§ **GIVEN ENTRIES**:
────────────────
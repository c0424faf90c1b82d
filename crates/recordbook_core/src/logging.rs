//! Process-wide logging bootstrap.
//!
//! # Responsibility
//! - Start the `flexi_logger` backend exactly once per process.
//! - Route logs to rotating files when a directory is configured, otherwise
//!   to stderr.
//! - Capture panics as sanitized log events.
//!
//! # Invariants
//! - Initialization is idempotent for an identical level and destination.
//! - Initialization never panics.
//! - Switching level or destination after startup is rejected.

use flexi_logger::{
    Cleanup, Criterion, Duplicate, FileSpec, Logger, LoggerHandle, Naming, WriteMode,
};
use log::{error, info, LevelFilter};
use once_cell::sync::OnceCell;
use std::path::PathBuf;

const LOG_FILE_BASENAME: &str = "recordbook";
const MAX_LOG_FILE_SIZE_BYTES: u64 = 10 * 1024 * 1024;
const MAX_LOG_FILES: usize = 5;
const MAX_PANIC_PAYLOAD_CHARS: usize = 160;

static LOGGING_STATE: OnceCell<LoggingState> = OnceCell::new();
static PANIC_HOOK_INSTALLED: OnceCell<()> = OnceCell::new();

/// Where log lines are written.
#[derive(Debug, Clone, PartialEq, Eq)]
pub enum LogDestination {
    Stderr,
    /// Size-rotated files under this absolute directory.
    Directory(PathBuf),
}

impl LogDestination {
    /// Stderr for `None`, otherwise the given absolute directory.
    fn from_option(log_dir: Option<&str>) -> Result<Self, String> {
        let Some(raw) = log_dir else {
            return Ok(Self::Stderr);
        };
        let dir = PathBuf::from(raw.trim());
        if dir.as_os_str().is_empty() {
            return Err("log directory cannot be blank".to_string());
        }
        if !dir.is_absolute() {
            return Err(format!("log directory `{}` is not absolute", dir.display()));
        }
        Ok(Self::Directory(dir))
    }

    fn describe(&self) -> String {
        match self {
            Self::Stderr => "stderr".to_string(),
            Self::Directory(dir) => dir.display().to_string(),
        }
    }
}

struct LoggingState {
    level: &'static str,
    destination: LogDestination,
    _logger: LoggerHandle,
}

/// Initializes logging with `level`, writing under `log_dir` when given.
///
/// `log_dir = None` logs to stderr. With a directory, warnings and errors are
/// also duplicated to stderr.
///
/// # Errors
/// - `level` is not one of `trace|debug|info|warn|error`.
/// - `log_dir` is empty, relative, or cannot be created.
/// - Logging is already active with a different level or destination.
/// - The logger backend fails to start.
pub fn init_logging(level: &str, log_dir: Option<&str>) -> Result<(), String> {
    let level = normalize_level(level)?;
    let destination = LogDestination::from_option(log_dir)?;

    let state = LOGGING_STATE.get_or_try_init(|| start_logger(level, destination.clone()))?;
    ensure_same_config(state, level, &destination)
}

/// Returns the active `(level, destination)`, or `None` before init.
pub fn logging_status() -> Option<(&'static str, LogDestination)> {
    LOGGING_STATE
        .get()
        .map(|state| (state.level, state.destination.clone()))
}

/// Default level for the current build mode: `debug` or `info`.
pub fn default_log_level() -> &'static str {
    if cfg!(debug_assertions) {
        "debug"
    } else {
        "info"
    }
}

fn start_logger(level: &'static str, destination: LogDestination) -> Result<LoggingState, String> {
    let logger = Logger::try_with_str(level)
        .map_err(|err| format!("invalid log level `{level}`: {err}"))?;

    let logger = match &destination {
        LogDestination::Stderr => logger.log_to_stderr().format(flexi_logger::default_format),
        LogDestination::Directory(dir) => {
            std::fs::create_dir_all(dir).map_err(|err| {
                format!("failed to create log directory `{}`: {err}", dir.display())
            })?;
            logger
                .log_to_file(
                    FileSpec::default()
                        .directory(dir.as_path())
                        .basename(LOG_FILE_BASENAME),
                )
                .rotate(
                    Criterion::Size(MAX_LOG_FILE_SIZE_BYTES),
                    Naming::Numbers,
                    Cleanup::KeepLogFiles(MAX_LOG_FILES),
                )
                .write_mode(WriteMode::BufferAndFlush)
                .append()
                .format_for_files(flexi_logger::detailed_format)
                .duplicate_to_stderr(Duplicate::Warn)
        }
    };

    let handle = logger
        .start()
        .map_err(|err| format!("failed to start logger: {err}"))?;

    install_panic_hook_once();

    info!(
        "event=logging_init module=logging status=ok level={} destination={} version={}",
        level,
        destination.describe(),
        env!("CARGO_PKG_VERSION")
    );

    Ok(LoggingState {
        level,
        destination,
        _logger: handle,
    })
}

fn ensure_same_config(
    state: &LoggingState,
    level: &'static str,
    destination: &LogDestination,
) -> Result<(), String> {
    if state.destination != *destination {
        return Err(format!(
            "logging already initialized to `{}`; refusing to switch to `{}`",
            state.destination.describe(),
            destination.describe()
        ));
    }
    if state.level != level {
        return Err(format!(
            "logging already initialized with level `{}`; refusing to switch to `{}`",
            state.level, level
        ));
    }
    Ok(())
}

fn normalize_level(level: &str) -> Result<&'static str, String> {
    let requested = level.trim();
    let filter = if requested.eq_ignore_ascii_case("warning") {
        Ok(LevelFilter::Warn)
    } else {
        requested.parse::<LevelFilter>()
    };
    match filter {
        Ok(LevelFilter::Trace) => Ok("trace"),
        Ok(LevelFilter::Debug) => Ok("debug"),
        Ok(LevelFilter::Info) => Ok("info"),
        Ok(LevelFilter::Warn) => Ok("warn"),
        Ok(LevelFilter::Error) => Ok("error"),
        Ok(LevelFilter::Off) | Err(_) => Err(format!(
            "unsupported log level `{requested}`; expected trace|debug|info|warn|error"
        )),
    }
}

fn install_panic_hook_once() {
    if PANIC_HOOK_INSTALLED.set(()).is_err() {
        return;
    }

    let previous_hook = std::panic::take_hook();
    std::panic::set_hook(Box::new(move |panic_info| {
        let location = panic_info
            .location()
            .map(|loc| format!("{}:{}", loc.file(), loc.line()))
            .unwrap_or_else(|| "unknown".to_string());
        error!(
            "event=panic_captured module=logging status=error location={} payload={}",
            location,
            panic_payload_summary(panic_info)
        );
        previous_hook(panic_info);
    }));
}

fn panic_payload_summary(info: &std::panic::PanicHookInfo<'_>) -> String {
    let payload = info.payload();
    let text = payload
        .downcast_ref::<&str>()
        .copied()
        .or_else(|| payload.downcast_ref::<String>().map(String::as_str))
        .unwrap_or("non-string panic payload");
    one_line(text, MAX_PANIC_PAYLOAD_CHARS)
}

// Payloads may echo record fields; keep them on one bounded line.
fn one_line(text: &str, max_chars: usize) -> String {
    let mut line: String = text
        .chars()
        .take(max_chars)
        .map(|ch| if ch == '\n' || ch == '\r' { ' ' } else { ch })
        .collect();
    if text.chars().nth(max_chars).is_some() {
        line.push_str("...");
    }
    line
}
────────────────
§ **PROBLEM TO WORK ON**:
If a line in the entries above contains "LoggerHandle", report it.

§ **EXERCISE SOLUTION**:
    Cleanup, Criterion, Duplicate, FileSpec, Logger, LoggerHandle, Naming, WriteMode,
    _logger: LoggerHandle,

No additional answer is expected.